> [Your assignment]:
Repeat exactly the lines from the start of the records below through the line that contains "pub struct UpdateUser", including both.

*** Block opens ***

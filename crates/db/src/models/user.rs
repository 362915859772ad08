use chrono::{DateTime, Utc};
use sea_orm::{
    ActiveModelTrait, ColumnTrait, ConnectionTrait, DbErr, EntityTrait, PaginatorTrait,
    QueryFilter, QueryOrder, QuerySelect, Set,
};
use serde::{Deserialize, Serialize};
use ts_rs::TS;
use utils::pagination::Page;

use crate::{entities::user, models::team::TeamBrief, types::UserRole};

#[derive(Debug, Clone, Serialize, Deserialize, TS)]
pub struct User {
    pub id: i64,
    pub email: String,
    pub full_name: String,
    pub role: UserRole,
    pub is_active: bool,
    #[ts(type = "Date")]
    pub created_at: DateTime<Utc>,
    #[ts(type = "Date")]
    pub updated_at: DateTime<Utc>,
}

#[derive(Debug, Clone, PartialEq, Eq, Serialize, Deserialize, TS)]
pub struct UserBrief {
    pub id: i64,
    pub email: String,
    pub full_name: String,
}

#[derive(Debug, Clone, Serialize, Deserialize, TS)]
#[ts(export)]
pub struct UserWithTeams {
    #[serde(flatten)]
    pub user: User,
    pub teams: Vec<TeamBrief>,
}

#[derive(Debug, Clone, Serialize, Deserialize, TS)]
pub struct LoginRequest {
    pub email: String,
    pub password: String,
}

#[derive(Debug, Clone, PartialEq, Eq, Serialize, Deserialize, TS)]
pub struct AccessToken {
    pub access_token: String,
    pub token_type: String,
}

impl AccessToken {
    pub fn bearer(access_token: String) -> Self {
        Self {
            access_token,
            token_type: "bearer".to_string(),
        }
    }
}

#[derive(Debug, Clone, Serialize, Deserialize, TS)]
pub struct CreateUser {
    pub email: String,
    pub full_name: String,
    pub password: String,
    #[serde(default)]
    pub role: UserRole,
}

#[derive(Debug, Clone, Default, Serialize, Deserialize, TS)]
pub struct UpdateUser {
    pub email: Option<String>,
    pub full_name: Option<String>,
    pub password: Option<String>,
    pub role: Option<UserRole>,
    pub is_active: Option<bool>,
}

/// Column values written by [`User::update`]; the password is already hashed.
#[derive(Debug, Clone, Default)]
pub struct UserChanges {
    pub email: Option<String>,
    pub full_name: Option<String>,
    pub hashed_password: Option<String>,
    pub role: Option<UserRole>,
    pub is_active: Option<bool>,
}

impl User {
    fn from_model(model: user::Model) -> Self {
        Self {
            id: model.id,
            email: model.email,
            full_name: model.full_name,
            role: model.role,
            is_active: model.is_active,
            created_at: model.created_at.into(),
            updated_at: model.updated_at.into(),
        }
    }

    pub fn is_admin(&self) -> bool {
        self.role == UserRole::Admin
    }

    pub fn brief(&self) -> UserBrief {
        UserBrief {
            id: self.id,
            email: self.email.clone(),
            full_name: self.full_name.clone(),
        }
    }

    pub async fn find_by_id<C: ConnectionTrait>(db: &C, id: i64) -> Result<Option<Self>, DbErr> {
        let record = user::Entity::find_by_id(id).one(db).await?;
        Ok(record.map(Self::from_model))
    }

    /// Returns the user together with its stored password hash.
    pub async fn find_credentials<C: ConnectionTrait>(
        db: &C,
        email: &str,
    ) -> Result<Option<(Self, String)>, DbErr> {
        let record = user::Entity::find()
            .filter(user::Column::Email.eq(email.trim().to_lowercase()))
            .one(db)
            .await?;
        Ok(record.map(|model| {
            let hash = model.hashed_password.clone();
            (Self::from_model(model), hash)
        }))
    }

    pub async fn email_taken<C: ConnectionTrait>(
        db: &C,
        email: &str,
        except_id: Option<i64>,
    ) -> Result<bool, DbErr> {
        let mut query =
            user::Entity::find().filter(user::Column::Email.eq(email.trim().to_lowercase()));
        if let Some(id) = except_id {
            query = query.filter(user::Column::Id.ne(id));
        }
        Ok(query.count(db).await? > 0)
    }

    pub async fn list<C: ConnectionTrait>(db: &C, page: Page) -> Result<(Vec<Self>, u64), DbErr> {
        let query = user::Entity::find().order_by_asc(user::Column::Id);
        let total = query.clone().count(db).await?;
        let records = query
            .offset(page.offset())
            .limit(page.page_size)
            .all(db)
            .await?;
        Ok((records.into_iter().map(Self::from_model).collect(), total))
    }

    pub async fn find_briefs<C: ConnectionTrait>(
        db: &C,
        ids: Vec<i64>,
    ) -> Result<Vec<UserBrief>, DbErr> {
        if ids.is_empty() {
            return Ok(Vec::new());
        }
        let records = user::Entity::find()
            .filter(user::Column::Id.is_in(ids))
            .order_by_asc(user::Column::Id)
            .all(db)
            .await?;
        Ok(records
            .into_iter()
            .map(|model| Self::from_model(model).brief())
            .collect())
    }

    pub async fn create<C: ConnectionTrait>(
        db: &C,
        email: &str,
        full_name: &str,
        hashed_password: String,
        role: UserRole,
    ) -> Result<Self, DbErr> {
        let now = Utc::now();
        let active = user::ActiveModel {
            email: Set(email.trim().to_lowercase()),
            hashed_password: Set(hashed_password),
            full_name: Set(full_name.to_string()),
            role: Set(role),
            is_active: Set(true),
            created_at: Set(now.into()),
            updated_at: Set(now.into()),
            ..Default::default()
        };
        let model = active.insert(db).await?;
        Ok(Self::from_model(model))
    }

    pub async fn update<C: ConnectionTrait>(
        db: &C,
        id: i64,
        changes: UserChanges,
    ) -> Result<Self, DbErr> {
        let record = user::Entity::find_by_id(id)
            .one(db)
            .await?
            .ok_or(DbErr::RecordNotFound("User not found".to_string()))?;

        let mut active: user::ActiveModel = record.into();
        if let Some(email) = changes.email {
            active.email = Set(email.trim().to_lowercase());
        }
        if let Some(full_name) = changes.full_name {
            active.full_name = Set(full_name);
        }
        if let Some(hash) = changes.hashed_password {
            active.hashed_password = Set(hash);
        }
        if let Some(role) = changes.role {
            active.role = Set(role);
        }
        if let Some(is_active) = changes.is_active {
            active.is_active = Set(is_active);
        }
        active.updated_at = Set(Utc::now().into());

        let updated = active.update(db).await?;
        Ok(Self::from_model(updated))
    }

    pub async fn delete<C: ConnectionTrait>(db: &C, id: i64) -> Result<u64, DbErr> {
        let result = user::Entity::delete_many()
            .filter(user::Column::Id.eq(id))
            .exec(db)
            .await?;
        Ok(result.rows_affected)
    }
}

*** Block closes ***

> [Response box]:
filename crates/db/src/models/user.rs
repository 362915859772ad08
use chrono::{DateTime, Utc};
use sea_orm::{
    ActiveModelTrait, ColumnTrait, ConnectionTrait, DbErr, EntityTrait, PaginatorTrait,
    QueryFilter, QueryOrder, QuerySelect, Set,
};
use serde::{Deserialize, Serialize};
use ts_rs::TS;
use utils::pagination::Page;

use crate::{entities::user, models::team::TeamBrief, types::UserRole};

#[derive(Debug, Clone, Serialize, Deserialize, TS)]
pub struct User {
    pub id: i64,
    pub email: String,
    pub full_name: String,
    pub role: UserRole,
    pub is_active: bool,
    #[ts(type = "Date")]
    pub created_at: DateTime<Utc>,
    #[ts(type = "Date")]
    pub updated_at: DateTime<Utc>,
}

#[derive(Debug, Clone, PartialEq, Eq, Serialize, Deserialize, TS)]
pub struct UserBrief {
    pub id: i64,
    pub email: String,
    pub full_name: String,
}

#[derive(Debug, Clone, Serialize, Deserialize, TS)]
#[ts(export)]
pub struct UserWithTeams {
    #[serde(flatten)]
    pub user: User,
    pub teams: Vec<TeamBrief>,
}

#[derive(Debug, Clone, Serialize, Deserialize, TS)]
pub struct LoginRequest {
    pub email: String,
    pub password: String,
}

#[derive(Debug, Clone, PartialEq, Eq, Serialize, Deserialize, TS)]
pub struct AccessToken {
    pub access_token: String,
    pub token_type: String,
}

impl AccessToken {
    pub fn bearer(access_token: String) -> Self {
        Self {
            access_token,
            token_type: "bearer".to_string(),
        }
    }
}

#[derive(Debug, Clone, Serialize, Deserialize, TS)]
pub struct CreateUser {
    pub email: String,
    pub full_name: String,
    pub password: String,
    #[serde(default)]
    pub role: UserRole,
}

#[derive(Debug, Clone, Default, Serialize, Deserialize, TS)]
pub struct UpdateUser {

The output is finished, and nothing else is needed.